In Alaska, things are no different right now as a citizen named Jim Ostlind, a resident of Salcha, has created a group called Drug-Free Fairbanks and drafted an initiative to ban commercial cannabis in the county. Fortunately for some, and unfortunately for Ostlind and the rest of Drug-Free Fairbanks, the initiative will only apply to North Star Borough and not the cities themselves, which have their own ordinances.

The group held a meeting last week at Noel Wien Public Library, led by Ostlind, where he explained why he is leading the initiative and went into detail about the initiative itself. Of the 40 people who attended the meeting, around 10 of them were actually there on behalf of the cannabis industry to see where the group was headed.

At one point, a cannabis industry advocate started taking pictures with their smartphone – which lead one of the Drug-Free Fairbanks members to do this same, eventually leading to security coming in to put an end to the ridiculousness. The cannabis advocates were there in order to come up with a plan to form their own group in retaliation to the initiative that would force them to move to another city to open their doors.
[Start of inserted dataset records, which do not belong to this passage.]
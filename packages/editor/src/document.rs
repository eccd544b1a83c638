//! # Document Storage
//!
//! Persistence collaborators for newsletter documents.
//!
//! The editor hands the current blocks (and global style) to a
//! [`SaveHandler`] on an explicit save. Storage is fire-and-forget from the
//! editor's point of view: a failed save is reported, never folded back into
//! editor state.
//!
//! Backends:
//! - **Memory**: records every save, for tests and previews
//! - **File**: a pretty-printed JSON document on disk
//!
//! ## On-disk shape
//!
//! ```json
//! { "blocks": [ { "id": "...", "kind": "text", "content": "..." } ],
//!   "globalStyle": { "fontFamily": "...", ... } }
//! ```

use crate::errors::StorageError;
use mailcraft_model::{Block, EditorState, GlobalStyle};
use serde::{Deserialize, Serialize};
use std::path::{Path, PathBuf};
use tracing::info;

/// The persisted part of an [`EditorState`] (selection is session-only)
#[derive(Debug, Clone, Default, PartialEq, Serialize, Deserialize)]
#[serde(rename_all = "camelCase")]
pub struct SavedDocument {
    pub blocks: Vec<Block>,
    #[serde(default)]
    pub global_style: GlobalStyle,
}

impl SavedDocument {
    pub fn from_state(state: &EditorState) -> Self {
        Self {
            blocks: state.blocks.clone(),
            global_style: state.global_style.clone(),
        }
    }

    pub fn into_state(self) -> EditorState {
        EditorState::with_blocks(self.blocks).with_global_style(self.global_style)
    }

    /// Parse and check structural invariants
    pub fn from_json(json: &str) -> Result<Self, StorageError> {
        let doc: SavedDocument = serde_json::from_str(json)?;
        EditorState::with_blocks(doc.blocks.clone()).check_invariants()?;
        Ok(doc)
    }

    pub fn to_json(&self) -> Result<String, StorageError> {
        Ok(serde_json::to_string_pretty(self)?)
    }
}

/// Receives the document on explicit save
pub trait SaveHandler: Send {
    fn save(&mut self, blocks: &[Block], global_style: &GlobalStyle) -> Result<(), StorageError>;
}

/// In-memory store that keeps every saved revision
#[derive(Debug, Default)]
pub struct MemoryStore {
    saves: Vec<SavedDocument>,
}

impl MemoryStore {
    pub fn new() -> Self {
        Self::default()
    }

    pub fn saves(&self) -> &[SavedDocument] {
        &self.saves
    }

    pub fn last(&self) -> Option<&SavedDocument> {
        self.saves.last()
    }
}

impl SaveHandler for MemoryStore {
    fn save(&mut self, blocks: &[Block], global_style: &GlobalStyle) -> Result<(), StorageError> {
        self.saves.push(SavedDocument {
            blocks: blocks.to_vec(),
            global_style: global_style.clone(),
        });
        Ok(())
    }
}

/// JSON document on disk
#[derive(Debug, Clone)]
pub struct JsonFileStore {
    path: PathBuf,
}

impl JsonFileStore {
    pub fn new(path: impl Into<PathBuf>) -> Self {
        Self { path: path.into() }
    }

    pub fn path(&self) -> &Path {
        &self.path
    }

    pub fn exists(&self) -> bool {
        self.path.exists()
    }

    /// Load the document from disk
    pub fn load(&self) -> Result<SavedDocument, StorageError> {
        let source = std::fs::read_to_string(&self.path)?;
        let doc = SavedDocument::from_json(&source)?;
        info!(path = %self.path.display(), blocks = doc.blocks.len(), "Loaded document");
        Ok(doc)
    }

    pub fn write(&self, doc: &SavedDocument) -> Result<(), StorageError> {
        if let Some(parent) = self.path.parent().filter(|p| !p.as_os_str().is_empty()) {
            std::fs::create_dir_all(parent)?;
        }
        std::fs::write(&self.path, doc.to_json()?)?;
        info!(path = %self.path.display(), blocks = doc.blocks.len(), "Saved document");
        Ok(())
    }
}

impl SaveHandler for JsonFileStore {
    fn save(&mut self, blocks: &[Block], global_style: &GlobalStyle) -> Result<(), StorageError> {
        self.write(&SavedDocument {
            blocks: blocks.to_vec(),
            global_style: global_style.clone(),
        })
    }
}
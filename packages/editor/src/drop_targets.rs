//! Drop-target registry and closest-center resolution.
//!
//! The rendering layer registers the bounding box of every place a block can
//! land: the canvas, each column's drop zone, and each existing block (which
//! acts as an "insert after me" anchor). On release, the target whose center
//! is nearest the pointer picks the container; within that container the
//! nearest anchor picks the placement.

use crate::location::{Container, Destination, Placement};
use mailcraft_model::{BlockId, ColumnId};
use serde::{Deserialize, Serialize};

#[derive(Debug, Clone, Copy, PartialEq, Serialize, Deserialize)]
pub struct Point {
    pub x: f64,
    pub y: f64,
}

#[derive(Debug, Clone, Copy, PartialEq, Serialize, Deserialize)]
pub struct Rect {
    pub x: f64,
    pub y: f64,
    pub width: f64,
    pub height: f64,
}

#[derive(Debug, Clone, PartialEq, Serialize, Deserialize)]
#[serde(rename_all = "camelCase")]
pub enum TargetKind {
    /// The top-level canvas
    Canvas,
    /// The drop zone of one column
    ColumnZone(ColumnId),
    /// An existing block, inside `container`
    #[serde(rename_all = "camelCase")]
    Anchor { block_id: BlockId, container: Container },
}

#[derive(Debug, Clone, PartialEq, Serialize, Deserialize)]
pub struct DropTarget {
    pub kind: TargetKind,
    pub rect: Rect,
}

/// Targets currently registered by the renderer, in registration order
#[derive(Debug, Clone, Default)]
pub struct DropTargets {
    targets: Vec<DropTarget>,
}

impl Point {
    pub fn new(x: f64, y: f64) -> Self {
        Self { x, y }
    }

    fn distance_sq(&self, other: &Point) -> f64 {
        let dx = self.x - other.x;
        let dy = self.y - other.y;
        dx * dx + dy * dy
    }
}

impl Rect {
    pub fn new(x: f64, y: f64, width: f64, height: f64) -> Self {
        Self { x, y, width, height }
    }

    pub fn center(&self) -> Point {
        Point::new(self.x + self.width / 2.0, self.y + self.height / 2.0)
    }
}

impl TargetKind {
    pub fn container(&self) -> Container {
        match self {
            TargetKind::Canvas => Container::Canvas,
            TargetKind::ColumnZone(column_id) => Container::Column(column_id.clone()),
            TargetKind::Anchor { container, .. } => container.clone(),
        }
    }
}

impl DropTargets {
    pub fn new() -> Self {
        Self::default()
    }

    pub fn register(&mut self, kind: TargetKind, rect: Rect) {
        self.targets.push(DropTarget { kind, rect });
    }

    pub fn register_canvas(&mut self, rect: Rect) {
        self.register(TargetKind::Canvas, rect);
    }

    pub fn register_column(&mut self, column_id: impl Into<ColumnId>, rect: Rect) {
        self.register(TargetKind::ColumnZone(column_id.into()), rect);
    }

    pub fn register_anchor(
        &mut self,
        block_id: impl Into<BlockId>,
        container: Container,
        rect: Rect,
    ) {
        self.register(
            TargetKind::Anchor {
                block_id: block_id.into(),
                container,
            },
            rect,
        );
    }

    /// Forget the anchor registered for `block_id`
    pub fn unregister_block(&mut self, block_id: &BlockId) {
        self.targets
            .retain(|t| {
                !matches!(&t.kind, TargetKind::Anchor { block_id: id, .. } if id == block_id)
            });
    }

    /// Forget a column's drop zone and every anchor inside it
    pub fn unregister_column(&mut self, column_id: &ColumnId) {
        let container = Container::Column(column_id.clone());
        self.targets.retain(|t| t.kind.container() != container);
    }

    pub fn clear(&mut self) {
        self.targets.clear();
    }

    pub fn len(&self) -> usize {
        self.targets.len()
    }

    pub fn is_empty(&self) -> bool {
        self.targets.is_empty()
    }

    pub fn iter(&self) -> impl Iterator<Item = &DropTarget> {
        self.targets.iter()
    }

    /// The target whose center is nearest `pointer`. Ties go to the
    /// earliest registration.
    pub fn closest(&self, pointer: Point) -> Option<&DropTarget> {
        nearest(self.targets.iter(), pointer)
    }

    /// Resolve a pointer position to a destination.
    ///
    /// Exactly one container receives the drop. Within it, the nearest
    /// anchor gives an "after" placement; with no anchors the block is
    /// appended.
    pub fn resolve(&self, pointer: Point) -> Option<Destination> {
        let container = self.closest(pointer)?.kind.container();

        let anchors = self
            .targets
            .iter()
            .filter(|t| {
                matches!(t.kind, TargetKind::Anchor { .. }) && t.kind.container() == container
            });

        let placement = match nearest(anchors, pointer).map(|t| &t.kind) {
            Some(TargetKind::Anchor { block_id, .. }) => Placement::After(block_id.clone()),
            _ => Placement::Append,
        };

        Some(Destination::new(container, placement))
    }
}

fn nearest<'a>(
    targets: impl Iterator<Item = &'a DropTarget>,
    pointer: Point,
) -> Option<&'a DropTarget> {
    targets.min_by(|a, b| {
        a.rect
            .center()
            .distance_sq(&pointer)
            .total_cmp(&b.rect.center().distance_sq(&pointer))
    })
}

#[cfg(test)]
mod tests {
    use super::*;

    #[test]
    fn test_rect_center() {
        assert_eq!(Rect::new(10.0, 20.0, 100.0, 40.0).center(), Point::new(60.0, 40.0));
    }

    #[test]
    fn test_empty_registry_resolves_nothing() {
        assert_eq!(DropTargets::new().resolve(Point::new(0.0, 0.0)), None);
    }

    #[test]
    fn test_ties_go_to_first_registered() {
        let mut targets = DropTargets::new();
        targets.register_column("c1", Rect::new(0.0, 0.0, 10.0, 10.0));
        targets.register_column("c2", Rect::new(0.0, 0.0, 10.0, 10.0));

        assert_eq!(
            targets.resolve(Point::new(5.0, 5.0)),
            Some(Destination::column_end("c1"))
        );
    }

    #[test]
    fn test_unregister_column_drops_its_anchors() {
        let mut targets = DropTargets::new();
        targets.register_canvas(Rect::new(0.0, 0.0, 600.0, 800.0));
        targets.register_column("c1", Rect::new(0.0, 0.0, 300.0, 100.0));
        targets.register_anchor(
            "b1",
            Container::Column(ColumnId::new("c1")),
            Rect::new(0.0, 0.0, 300.0, 50.0),
        );

        targets.unregister_column(&ColumnId::new("c1"));
        assert_eq!(targets.len(), 1);

        targets.unregister_block(&BlockId::new("b1"));
        assert_eq!(targets.len(), 1);
    }
}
At this point the anti-legalization group has roughly three weeks to gather a minimum of 2,000 validated signatures. We all know that means they will need at least 2,500 to 3,000 minimally, that way if there are any signatures from people who are not registered voters or double signatures that they will have cushion between their final count and the 2,000 they need.

“This essentially knocks us back two years,” he said (Nathan Davis, who hopes to open a retail cannabis shop). “We are definitely gearing up and seeing what we can do to stop this.” 

While it seems unlikely that they will gather enough signatures in the following weeks, the cannabis industry won’t be taking any chances. They attended the meeting so they could make a plan to go forward, in the hopes that even if the initiative does make it to the October ballot that voters will choose to vote against it. With enough support, they will hopefully get their message across and ensure locals have the opportunities in the industry that they deserve.